### Exercise
Output the entries below so that they read exactly as they do now.

### Extracted entries

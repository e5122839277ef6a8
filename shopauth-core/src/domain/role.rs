use serde::{Deserialize, Serialize};

/// Account kind. Fixed at creation, never changes.
#[derive(Debug, Clone, Copy, PartialEq, Eq, Hash, Serialize, Deserialize)]
pub enum Role {
    #[serde(rename = "USER")]
    User,
    #[serde(rename = "ADMIN")]
    Admin,
}

impl Role {
    pub fn as_str(&self) -> &'static str {
        match self {
            Role::User => "USER",
            Role::Admin => "ADMIN",
        }
    }

    pub fn parse(value: &str) -> Option<Self> {
        match value {
            "USER" => Some(Role::User),
            "ADMIN" => Some(Role::Admin),
            _ => None,
        }
    }
}

impl std::fmt::Display for Role {
    fn fmt(&self, f: &mut std::fmt::Formatter<'_>) -> std::fmt::Result {
        f.write_str(self.as_str())
    }
}

#[cfg(test)]
mod tests {
    use super::*;

    #[test]
    fn test_role_round_trips_through_tag() {
        for role in [Role::User, Role::Admin] {
            assert_eq!(Role::parse(role.as_str()), Some(role));
        }
        assert_eq!(Role::parse("ROOT"), None);
    }

    #[test]
    fn test_role_serializes_to_wire_tag() {
        assert_eq!(serde_json::to_string(&Role::Admin).unwrap(), "\"ADMIN\"");
    }
}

### Answer section
repository e5122839277ef6a8
filename shopauth-core/src/domain/role.rs
use serde::{Deserialize, Serialize};

/// Account kind. Fixed at creation, never changes.
#[derive(Debug, Clone, Copy, PartialEq, Eq, Hash, Serialize, Deserialize)]
pub enum Role {
    #[serde(rename = "USER")]
    User,
    #[serde(rename = "ADMIN")]
    Admin,
}

impl Role {
    pub fn as_str(&self) -> &'static str {
        match self {
            Role::User => "USER",
            Role::Admin => "ADMIN",
        }
    }

    pub fn parse(value: &str) -> Option<Self> {
        match value {
            "USER" => Some(Role::User),
            "ADMIN" => Some(Role::Admin),
            _ => None,
        }
    }
}

impl std::fmt::Display for Role {
    fn fmt(&self, f: &mut std::fmt::Formatter<'_>) -> std::fmt::Result {
        f.write_str(self.as_str())
    }
}

#[cfg(test)]
mod tests {
    use super::*;

    #[test]
    fn test_role_round_trips_through_tag() {
        for role in [Role::User, Role::Admin] {
            assert_eq!(Role::parse(role.as_str()), Some(role));
        }
        assert_eq!(Role::parse("ROOT"), None);
    }

    #[test]
    fn test_role_serializes_to_wire_tag() {
        assert_eq!(serde_json::to_string(&Role::Admin).unwrap(), "\"ADMIN\"");
    }
}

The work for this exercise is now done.